** Opening EXERCISE DATA block **
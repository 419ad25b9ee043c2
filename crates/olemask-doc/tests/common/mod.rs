#![allow(dead_code)]

pub mod doc_builder;
//! Word 97-2003 documents.

use olemask_cfb::CompoundFile;
use olemask_core::{MaskContext, RedactionReport, StreamBuffer};
use olemask_doc::{redact_word_document, Fib};

use crate::container::{flush_stream, load_stream};
use crate::detect::Format;
use crate::embedded::redact_streams;
use crate::Error;

/// Body text through the piece table, then charts and objects in `ObjectPool`.
///
/// A `WordDocument` stream without a valid FIB is an error; a missing table stream only leaves
/// the body unscanned.
pub(crate) fn redact(
    ctx: &MaskContext<'_>,
    cfb: &CompoundFile,
    container: &mut [u8],
    report: &mut RedactionReport,
) -> Result<usize, Error> {
    let entry = cfb
        .find_stream("WordDocument")
        .ok_or(Error::MissingStream {
            format: Format::Doc,
            stream: "WordDocument",
        })?
        .clone();
    let mut word_doc = StreamBuffer::new(entry.buffer_id(), cfb.read_stream(container, &entry)?);
    let fib = Fib::parse(word_doc.bytes())?;

    let table_name = fib.table_stream_name();
    let table = match cfb.find_stream(table_name) {
        Some(table_entry) => load_stream(cfb, container, table_entry, report),
        None => {
            report.warn(&entry.path, format!("table stream `{table_name}` is missing"));
            None
        }
    };

    let mut hits = 0usize;
    if let Some(table) = table {
        let body_hits = redact_word_document(ctx, &mut word_doc, table.bytes(), &entry.path, report);
        hits += flush_stream(cfb, container, &entry, &word_doc, body_hits, report);
    }
    hits += redact_streams(ctx, cfb, container, report);
    Ok(hits)
}
use crate::error::CfbError;

/// `D0 CF 11 E0 A1 B1 1A E1`
pub const MAGIC: [u8; 8] = [0xD0, 0xCF, 0x11, 0xE0, 0xA1, 0xB1, 0x1A, 0xE1];

pub(crate) const HEADER_LEN: usize = 512;
const HEADER_DIFAT_OFFSET: usize = 0x4C;
const HEADER_DIFAT_ENTRIES: usize = 109;

/// The fixed 512-byte compound file header [MS-CFB 2.2].
#[derive(Debug, Clone, PartialEq, Eq)]
pub struct Header {
    pub major_version: u16,
    pub sector_shift: u16,
    pub mini_sector_shift: u16,
    pub num_fat_sectors: u32,
    pub first_dir_sector: u32,
    pub mini_stream_cutoff: u32,
    pub first_mini_fat_sector: u32,
    pub num_mini_fat_sectors: u32,
    pub first_difat_sector: u32,
    pub num_difat_sectors: u32,
    /// The first 109 FAT sector locations.
    pub difat: Vec<u32>,
}

impl Header {
    pub fn parse(bytes: &[u8]) -> Result<Self, CfbError> {
        if bytes.len() < HEADER_LEN {
            return Err(CfbError::TooShort { len: bytes.len() });
        }
        if bytes[..8] != MAGIC {
            return Err(CfbError::BadSignature);
        }

        let sector_shift = read_u16(bytes, 0x1E);
        if sector_shift != 0x09 && sector_shift != 0x0C {
            return Err(CfbError::UnsupportedSectorShift(sector_shift));
        }
        let mini_sector_shift = read_u16(bytes, 0x20);
        if mini_sector_shift != 0x06 {
            return Err(CfbError::UnsupportedMiniSectorShift(mini_sector_shift));
        }

        let difat = (0..HEADER_DIFAT_ENTRIES)
            .map(|i| read_u32(bytes, HEADER_DIFAT_OFFSET + i * 4))
            .collect();

        Ok(Self {
            major_version: read_u16(bytes, 0x1A),
            sector_shift,
            mini_sector_shift,
            num_fat_sectors: read_u32(bytes, 0x2C),
            first_dir_sector: read_u32(bytes, 0x30),
            mini_stream_cutoff: read_u32(bytes, 0x38),
            first_mini_fat_sector: read_u32(bytes, 0x3C),
            num_mini_fat_sectors: read_u32(bytes, 0x40),
            first_difat_sector: read_u32(bytes, 0x44),
            num_difat_sectors: read_u32(bytes, 0x48),
            difat,
        })
    }

    pub fn sector_size(&self) -> usize {
        1usize << self.sector_shift
    }

    pub fn mini_sector_size(&self) -> usize {
        1usize << self.mini_sector_shift
    }
}

// Callers guarantee `offset + 2`/`offset + 4`/`offset + 8` is in bounds.
pub(crate) fn read_u16(bytes: &[u8], offset: usize) -> u16 {
    u16::from_le_bytes([bytes[offset], bytes[offset + 1]])
}

pub(crate) fn read_u32(bytes: &[u8], offset: usize) -> u32 {
    u32::from_le_bytes([
        bytes[offset],
        bytes[offset + 1],
        bytes[offset + 2],
        bytes[offset + 3],
    ])
}

pub(crate) fn read_u64(bytes: &[u8], offset: usize) -> u64 {
    let mut buf = [0u8; 8];
    buf.copy_from_slice(&bytes[offset..offset + 8]);
    u64::from_le_bytes(buf)
}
** Closing EXERCISE DATA block **
> AIM OF THE EXERCISE
Across the entries above, tally the lines that contain the string "container" and give that figure alone.

> ANSWER TO THIS EXERCISE
6